EXERCISE DIRECTIONS => What lines of the data include the string "because"? Copy them all.

Saved data entries =>
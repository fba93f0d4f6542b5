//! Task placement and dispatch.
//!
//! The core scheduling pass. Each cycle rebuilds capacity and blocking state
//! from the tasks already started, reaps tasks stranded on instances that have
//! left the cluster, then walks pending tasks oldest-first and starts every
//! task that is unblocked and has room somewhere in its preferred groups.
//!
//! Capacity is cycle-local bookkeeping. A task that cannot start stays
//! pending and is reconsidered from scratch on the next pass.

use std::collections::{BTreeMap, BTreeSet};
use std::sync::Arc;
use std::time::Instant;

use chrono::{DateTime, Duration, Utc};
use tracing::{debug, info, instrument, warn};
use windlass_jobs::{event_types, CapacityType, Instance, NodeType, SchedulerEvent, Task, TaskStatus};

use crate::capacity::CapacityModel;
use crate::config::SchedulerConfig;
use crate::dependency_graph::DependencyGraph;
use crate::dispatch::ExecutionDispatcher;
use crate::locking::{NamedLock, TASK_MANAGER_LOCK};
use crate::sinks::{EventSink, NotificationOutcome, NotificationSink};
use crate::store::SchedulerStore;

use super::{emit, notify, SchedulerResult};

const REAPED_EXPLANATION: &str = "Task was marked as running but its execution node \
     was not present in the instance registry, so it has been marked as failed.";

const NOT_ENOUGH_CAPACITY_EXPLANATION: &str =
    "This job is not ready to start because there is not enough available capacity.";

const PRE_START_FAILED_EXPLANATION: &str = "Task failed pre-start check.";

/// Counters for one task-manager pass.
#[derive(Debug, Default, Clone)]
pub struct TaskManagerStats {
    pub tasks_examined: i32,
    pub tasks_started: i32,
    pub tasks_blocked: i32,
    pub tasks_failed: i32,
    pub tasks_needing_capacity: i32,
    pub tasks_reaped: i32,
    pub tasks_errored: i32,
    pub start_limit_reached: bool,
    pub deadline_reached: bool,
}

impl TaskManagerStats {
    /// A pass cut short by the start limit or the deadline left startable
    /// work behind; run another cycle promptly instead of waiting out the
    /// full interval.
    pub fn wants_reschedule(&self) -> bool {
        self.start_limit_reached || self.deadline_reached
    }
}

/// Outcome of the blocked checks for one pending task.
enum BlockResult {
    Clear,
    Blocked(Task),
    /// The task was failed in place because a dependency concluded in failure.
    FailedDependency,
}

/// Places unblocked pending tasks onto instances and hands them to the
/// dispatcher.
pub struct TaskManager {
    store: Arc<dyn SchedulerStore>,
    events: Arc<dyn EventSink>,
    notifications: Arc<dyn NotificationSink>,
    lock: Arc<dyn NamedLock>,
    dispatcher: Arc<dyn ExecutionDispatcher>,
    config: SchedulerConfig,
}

RESULT BELOW =>
    "This job is not ready to start because there is not enough available capacity.";
    /// The task was failed in place because a dependency concluded in failure.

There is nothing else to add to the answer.